■ WHAT YOU WILL DO ■
Look through the entries below and return all lines including the word "ComponentStore".

■ EXTRACTED ENTRIES ■
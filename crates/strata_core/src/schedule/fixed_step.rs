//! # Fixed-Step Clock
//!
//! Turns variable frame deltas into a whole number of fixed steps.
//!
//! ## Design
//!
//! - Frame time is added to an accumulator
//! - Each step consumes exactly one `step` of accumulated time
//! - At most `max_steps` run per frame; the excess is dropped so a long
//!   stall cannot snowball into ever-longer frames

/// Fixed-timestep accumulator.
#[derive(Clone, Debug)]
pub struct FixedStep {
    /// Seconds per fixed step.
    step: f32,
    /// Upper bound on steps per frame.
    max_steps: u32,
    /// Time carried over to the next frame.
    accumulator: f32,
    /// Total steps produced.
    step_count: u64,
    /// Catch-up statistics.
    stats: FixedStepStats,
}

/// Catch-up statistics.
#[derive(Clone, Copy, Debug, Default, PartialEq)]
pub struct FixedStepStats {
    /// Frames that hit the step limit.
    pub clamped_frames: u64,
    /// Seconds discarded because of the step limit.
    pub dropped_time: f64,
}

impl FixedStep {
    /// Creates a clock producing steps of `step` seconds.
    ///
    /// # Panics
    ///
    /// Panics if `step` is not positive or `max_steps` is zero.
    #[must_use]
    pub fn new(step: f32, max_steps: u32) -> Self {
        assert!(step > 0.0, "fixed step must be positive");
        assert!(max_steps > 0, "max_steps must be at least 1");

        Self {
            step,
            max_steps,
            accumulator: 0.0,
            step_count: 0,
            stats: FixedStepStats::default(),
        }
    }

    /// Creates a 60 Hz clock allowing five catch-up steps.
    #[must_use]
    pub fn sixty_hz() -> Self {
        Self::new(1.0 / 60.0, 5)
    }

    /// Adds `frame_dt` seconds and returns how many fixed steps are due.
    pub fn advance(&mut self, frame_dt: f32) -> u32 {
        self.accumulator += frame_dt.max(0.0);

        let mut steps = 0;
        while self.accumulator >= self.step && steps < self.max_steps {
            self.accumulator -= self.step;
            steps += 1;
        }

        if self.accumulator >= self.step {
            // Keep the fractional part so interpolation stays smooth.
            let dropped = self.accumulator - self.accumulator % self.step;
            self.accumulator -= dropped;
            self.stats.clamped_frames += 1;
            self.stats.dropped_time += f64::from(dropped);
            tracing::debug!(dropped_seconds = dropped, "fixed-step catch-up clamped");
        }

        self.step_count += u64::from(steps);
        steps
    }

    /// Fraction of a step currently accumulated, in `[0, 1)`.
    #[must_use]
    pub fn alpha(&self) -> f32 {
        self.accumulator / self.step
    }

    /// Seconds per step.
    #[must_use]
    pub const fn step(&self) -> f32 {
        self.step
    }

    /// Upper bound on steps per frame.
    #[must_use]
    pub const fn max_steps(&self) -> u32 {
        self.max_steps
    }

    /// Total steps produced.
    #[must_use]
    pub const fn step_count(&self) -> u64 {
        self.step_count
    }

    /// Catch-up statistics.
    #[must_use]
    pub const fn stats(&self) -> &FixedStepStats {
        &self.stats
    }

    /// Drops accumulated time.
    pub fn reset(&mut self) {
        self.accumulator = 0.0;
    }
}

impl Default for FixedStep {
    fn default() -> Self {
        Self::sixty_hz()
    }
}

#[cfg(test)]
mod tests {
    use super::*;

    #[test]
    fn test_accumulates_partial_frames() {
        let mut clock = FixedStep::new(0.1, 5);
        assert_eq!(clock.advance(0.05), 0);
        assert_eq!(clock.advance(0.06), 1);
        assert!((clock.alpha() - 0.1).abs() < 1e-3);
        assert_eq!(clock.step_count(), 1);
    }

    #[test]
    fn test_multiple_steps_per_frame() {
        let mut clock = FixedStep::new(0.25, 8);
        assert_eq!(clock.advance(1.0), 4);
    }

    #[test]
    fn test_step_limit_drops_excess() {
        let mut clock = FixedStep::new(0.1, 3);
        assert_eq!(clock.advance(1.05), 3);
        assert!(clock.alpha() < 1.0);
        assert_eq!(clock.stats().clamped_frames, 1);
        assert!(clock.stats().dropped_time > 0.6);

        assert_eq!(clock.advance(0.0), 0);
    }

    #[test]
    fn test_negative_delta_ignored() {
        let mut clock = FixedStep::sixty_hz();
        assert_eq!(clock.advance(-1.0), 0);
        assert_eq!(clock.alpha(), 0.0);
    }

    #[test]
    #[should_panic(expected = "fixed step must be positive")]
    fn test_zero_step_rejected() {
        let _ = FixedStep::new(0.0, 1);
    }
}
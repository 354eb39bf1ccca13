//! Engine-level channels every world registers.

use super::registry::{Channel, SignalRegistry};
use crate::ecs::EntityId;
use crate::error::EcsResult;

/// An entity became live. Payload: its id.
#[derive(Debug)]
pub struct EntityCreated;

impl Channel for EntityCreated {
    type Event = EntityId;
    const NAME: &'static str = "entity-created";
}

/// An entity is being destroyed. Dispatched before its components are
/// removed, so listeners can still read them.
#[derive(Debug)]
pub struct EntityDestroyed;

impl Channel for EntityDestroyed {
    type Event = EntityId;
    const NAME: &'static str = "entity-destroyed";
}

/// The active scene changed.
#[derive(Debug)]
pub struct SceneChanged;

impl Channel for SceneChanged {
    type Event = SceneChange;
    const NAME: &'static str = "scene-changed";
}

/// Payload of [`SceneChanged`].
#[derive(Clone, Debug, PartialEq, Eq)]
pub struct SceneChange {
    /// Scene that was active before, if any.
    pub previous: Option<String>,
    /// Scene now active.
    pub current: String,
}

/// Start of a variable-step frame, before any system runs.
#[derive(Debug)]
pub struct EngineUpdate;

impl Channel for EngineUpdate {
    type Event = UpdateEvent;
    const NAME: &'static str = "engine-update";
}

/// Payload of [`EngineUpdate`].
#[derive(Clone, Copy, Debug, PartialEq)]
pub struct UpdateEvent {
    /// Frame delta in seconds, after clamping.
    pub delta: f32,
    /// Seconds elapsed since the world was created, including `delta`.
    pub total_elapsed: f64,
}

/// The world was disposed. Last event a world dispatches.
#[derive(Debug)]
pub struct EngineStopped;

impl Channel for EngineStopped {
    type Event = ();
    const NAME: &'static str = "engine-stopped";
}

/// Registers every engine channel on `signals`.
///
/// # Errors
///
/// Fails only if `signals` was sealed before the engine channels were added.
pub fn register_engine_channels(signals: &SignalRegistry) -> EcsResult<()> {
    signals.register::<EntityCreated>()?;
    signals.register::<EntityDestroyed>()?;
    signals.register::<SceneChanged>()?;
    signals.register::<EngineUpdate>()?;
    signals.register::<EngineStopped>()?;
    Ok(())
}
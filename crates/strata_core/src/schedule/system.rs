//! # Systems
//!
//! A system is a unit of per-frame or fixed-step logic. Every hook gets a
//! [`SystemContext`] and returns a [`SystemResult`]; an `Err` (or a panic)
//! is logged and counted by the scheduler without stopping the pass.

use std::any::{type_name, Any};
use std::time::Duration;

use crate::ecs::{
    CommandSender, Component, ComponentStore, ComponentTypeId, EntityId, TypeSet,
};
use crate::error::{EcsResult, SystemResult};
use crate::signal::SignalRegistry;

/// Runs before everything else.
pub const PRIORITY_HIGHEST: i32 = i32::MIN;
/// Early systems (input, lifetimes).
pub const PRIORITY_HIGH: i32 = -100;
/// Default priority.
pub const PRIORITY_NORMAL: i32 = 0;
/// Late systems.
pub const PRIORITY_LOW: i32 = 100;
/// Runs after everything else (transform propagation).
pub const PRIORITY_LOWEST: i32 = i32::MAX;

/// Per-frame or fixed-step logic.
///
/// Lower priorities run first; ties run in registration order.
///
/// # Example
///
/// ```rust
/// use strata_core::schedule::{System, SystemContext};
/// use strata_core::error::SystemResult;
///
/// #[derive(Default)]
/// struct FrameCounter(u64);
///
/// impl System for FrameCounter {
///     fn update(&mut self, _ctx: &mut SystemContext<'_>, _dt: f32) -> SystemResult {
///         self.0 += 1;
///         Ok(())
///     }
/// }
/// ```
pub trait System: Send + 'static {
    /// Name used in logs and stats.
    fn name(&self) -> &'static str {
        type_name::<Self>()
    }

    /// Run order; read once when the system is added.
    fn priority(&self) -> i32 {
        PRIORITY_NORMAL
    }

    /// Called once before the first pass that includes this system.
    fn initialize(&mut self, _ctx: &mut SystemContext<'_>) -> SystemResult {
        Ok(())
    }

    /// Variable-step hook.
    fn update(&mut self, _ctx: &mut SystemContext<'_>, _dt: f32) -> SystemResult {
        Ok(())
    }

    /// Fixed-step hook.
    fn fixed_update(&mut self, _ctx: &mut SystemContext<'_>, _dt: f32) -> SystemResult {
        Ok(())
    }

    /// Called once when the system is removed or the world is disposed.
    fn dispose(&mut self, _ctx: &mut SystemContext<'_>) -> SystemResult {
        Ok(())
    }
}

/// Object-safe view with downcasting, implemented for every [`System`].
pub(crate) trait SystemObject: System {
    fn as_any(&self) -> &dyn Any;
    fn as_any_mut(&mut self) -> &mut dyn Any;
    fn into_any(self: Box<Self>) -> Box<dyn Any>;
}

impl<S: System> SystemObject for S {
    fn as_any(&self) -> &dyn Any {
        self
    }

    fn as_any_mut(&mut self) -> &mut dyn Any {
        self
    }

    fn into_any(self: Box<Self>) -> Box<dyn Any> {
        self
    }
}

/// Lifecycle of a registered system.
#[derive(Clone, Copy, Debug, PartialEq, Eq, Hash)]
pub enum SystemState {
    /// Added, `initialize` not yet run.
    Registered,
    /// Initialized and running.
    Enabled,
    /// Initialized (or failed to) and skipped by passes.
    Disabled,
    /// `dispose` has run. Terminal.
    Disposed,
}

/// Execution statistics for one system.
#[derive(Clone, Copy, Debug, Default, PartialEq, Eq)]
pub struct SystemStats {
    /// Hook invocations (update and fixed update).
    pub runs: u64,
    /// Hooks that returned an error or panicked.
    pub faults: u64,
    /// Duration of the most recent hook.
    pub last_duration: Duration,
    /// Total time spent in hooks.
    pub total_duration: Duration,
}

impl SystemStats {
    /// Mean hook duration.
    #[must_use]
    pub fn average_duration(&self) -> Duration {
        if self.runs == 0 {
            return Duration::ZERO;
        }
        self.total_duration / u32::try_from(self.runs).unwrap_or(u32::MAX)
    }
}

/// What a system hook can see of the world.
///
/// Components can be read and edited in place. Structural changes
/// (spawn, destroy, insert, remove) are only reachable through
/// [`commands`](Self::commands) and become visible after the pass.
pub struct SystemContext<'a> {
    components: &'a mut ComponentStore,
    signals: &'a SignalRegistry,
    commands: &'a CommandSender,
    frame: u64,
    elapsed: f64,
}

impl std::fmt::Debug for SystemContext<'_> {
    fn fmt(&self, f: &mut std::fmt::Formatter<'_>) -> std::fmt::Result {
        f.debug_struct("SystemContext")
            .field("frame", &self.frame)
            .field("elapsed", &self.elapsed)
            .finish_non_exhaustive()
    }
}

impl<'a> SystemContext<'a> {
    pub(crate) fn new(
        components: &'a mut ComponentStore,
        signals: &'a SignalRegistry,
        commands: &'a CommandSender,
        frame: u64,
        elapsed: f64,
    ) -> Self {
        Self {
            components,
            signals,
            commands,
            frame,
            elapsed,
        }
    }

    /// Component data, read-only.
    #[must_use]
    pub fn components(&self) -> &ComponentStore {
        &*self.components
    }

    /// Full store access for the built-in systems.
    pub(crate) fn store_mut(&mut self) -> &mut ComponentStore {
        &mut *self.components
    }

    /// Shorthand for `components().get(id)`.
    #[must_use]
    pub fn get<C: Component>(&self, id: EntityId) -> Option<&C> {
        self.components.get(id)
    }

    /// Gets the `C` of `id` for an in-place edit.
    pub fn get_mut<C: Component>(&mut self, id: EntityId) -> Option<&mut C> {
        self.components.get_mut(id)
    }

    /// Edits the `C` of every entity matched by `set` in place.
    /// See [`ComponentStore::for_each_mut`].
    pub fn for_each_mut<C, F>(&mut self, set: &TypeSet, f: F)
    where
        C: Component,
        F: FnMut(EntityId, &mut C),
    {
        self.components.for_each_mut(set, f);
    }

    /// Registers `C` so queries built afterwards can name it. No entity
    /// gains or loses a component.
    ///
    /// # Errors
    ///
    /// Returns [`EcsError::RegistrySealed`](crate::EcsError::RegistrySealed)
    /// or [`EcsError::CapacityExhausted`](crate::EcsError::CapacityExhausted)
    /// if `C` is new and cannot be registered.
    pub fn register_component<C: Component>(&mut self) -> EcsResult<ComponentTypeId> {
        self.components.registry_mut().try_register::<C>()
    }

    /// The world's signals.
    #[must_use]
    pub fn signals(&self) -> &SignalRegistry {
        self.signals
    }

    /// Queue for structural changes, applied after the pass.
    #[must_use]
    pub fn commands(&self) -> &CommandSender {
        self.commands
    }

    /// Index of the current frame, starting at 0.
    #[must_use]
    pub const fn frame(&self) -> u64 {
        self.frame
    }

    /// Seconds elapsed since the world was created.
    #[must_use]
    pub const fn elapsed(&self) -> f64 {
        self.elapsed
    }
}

■ EXERCISE RESPONSE ■
    CommandSender, Component, ComponentStore, ComponentTypeId, EntityId, TypeSet,
    components: &'a mut ComponentStore,
        components: &'a mut ComponentStore,
    pub fn components(&self) -> &ComponentStore {
    pub(crate) fn store_mut(&mut self) -> &mut ComponentStore {
    /// See [`ComponentStore::for_each_mut`].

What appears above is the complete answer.